For command-line confidence, run curl https://www.cloudflare.com/cdn-cgi/trace in Terminal. With system proxy only, some shells still use a direct path because they do not read macOS proxy preferences. Seeing a direct IP here while Safari is proxied is normal and exactly why advanced users graduate to TUN or explicit HTTPS_PROXY variables. Document what you observe so future debugging compares apples to apples.
DNS deserves a quick glance even in proxy-only setups: if sites resolve to unexpected regions, revisit your YAML dns section or read Meta core DNS leak prevention for Mihomo-oriented tuning. DNS issues often masquerade as “proxy broken” when the real problem is resolver bypass or stale caches.
curl -s https://www.cloudflare.com/cdn-cgi/trace | head -n 5
9 When system proxy is not enough
Developers frequently discover that npm, Docker, or Go tooling ignores macOS proxy panes. That is when TUN mode enters the picture: it creates a virtual interface and steers traffic through Mihomo according to your rules, similar to how we describe advanced setups for other platforms. Expect additional permission prompts on macOS Ventura and later because Apple treats network extensions seriously. If you already run headless Mihomo on a Linux server, the conceptual overlap is strong—only the activation UI differs—which is why our Linux Mihomo systemd guide remains a useful cross-reference even on a Mac-centric day.

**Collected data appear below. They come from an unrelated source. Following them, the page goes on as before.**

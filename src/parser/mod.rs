pub mod attributes;
mod extractor;
pub mod positions;
pub mod tokenizer;

pub use attributes::{ParsedAttributes, build_attrs, split_attrs};
pub use extractor::{extract, extract_positioned};
pub use tokenizer::{Tokenizer, tokenize};

use crate::Options;
use crate::ast::{Node, PositionedNode, Token};

/// Document parser
pub struct HtmlParser {
    // Configuration only, no state
    options: Options,
}

impl HtmlParser {
    pub fn new(options: Options) -> Self {
        Self { options }
    }

    pub fn options(&self) -> &Options {
        &self.options
    }

    pub fn tokenize<'a>(&self, source: &'a str) -> Vec<Token<'a>> {
        tokenize(source, self.options.raw_text)
    }

    pub fn extract_positioned<'a>(&self, source: &'a str) -> Vec<PositionedNode<'a>> {
        extract_positioned(source, self.options.raw_text)
    }

    pub fn extract(&self, source: &str) -> Vec<Node> {
        extract(source, &self.options)
    }
}

impl Default for HtmlParser {
    fn default() -> Self {
        Self::new(Options::default())
    }
}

Do not enable TUN until system proxy tests pass; layering fixes before you confirm basics turns troubleshooting into guesswork. Once TUN is stable, revisit DNS and rule ordering together, because virtual adapters amplify misconfiguration symptoms.
10 Troubleshooting quick hits
- Menu bar icon missing: Relaunch from Applications, check notch overflow, and confirm the app is not blocked by Screen Time or parental controls.
- System proxy toggles but nothing connects: Verify the active profile merged cleanly, the chosen node responds, and no other VPN client still owns routes.
- Works in browser, fails in Terminal: Expected on system-proxy-only setups—enable TUN or export proxy variables for CLI tools.
- Login item never runs: Remove duplicate entries, ensure the app lives in Applications, and look for Gatekeeper prompts hiding behind Notification Center.
- Apple Silicon performance issues: Confirm you installed arm64 builds; mixed architectures can spike CPU through translation layers.
Export Mihomo logs from Clash Verge Rev’s diagnostics panel when forum help is necessary, and scrub tokens before posting. Most oddities trace back to unreachable providers, stale rule providers, or conflicting network software—not mysterious macOS ghosts.
11 Wrap-up
Installing Clash Verge Rev on macOS is less about memorizing esoteric commands and more about respecting platform conventions: pick the right DMG for Apple Silicon or Intel, let the app live in the menu bar where it belongs, promote system proxy when browsers should follow Mihomo, and add launch at login once manual runs look boringly reliable. Compared with stitching together half-maintained scripts, an integrated Clash-family client keeps subscription refresh, proxy selection, and DNS policy in one place—exactly the stability people expect from a daily-driver laptop.
Compared with other ad-hoc tools, Clash Verge Rev pairs a native-feeling macOS shell with a core that continues to evolve alongside Mihomo, which matters when providers rotate transports faster than blog posts age. Pair that with sensible verification habits—browser traces, occasional curl checks, and DNS awareness—and you spend more time using the network and less time wondering whether traffic actually left through your chosen node.
Revisit settings after each macOS upgrade; Apple adjusts networking panels and permission wording more often than casual users notice. Treat proxy maintenance like backups: a five-minute check after updates prevents hour-long surprises before travel or live presentations.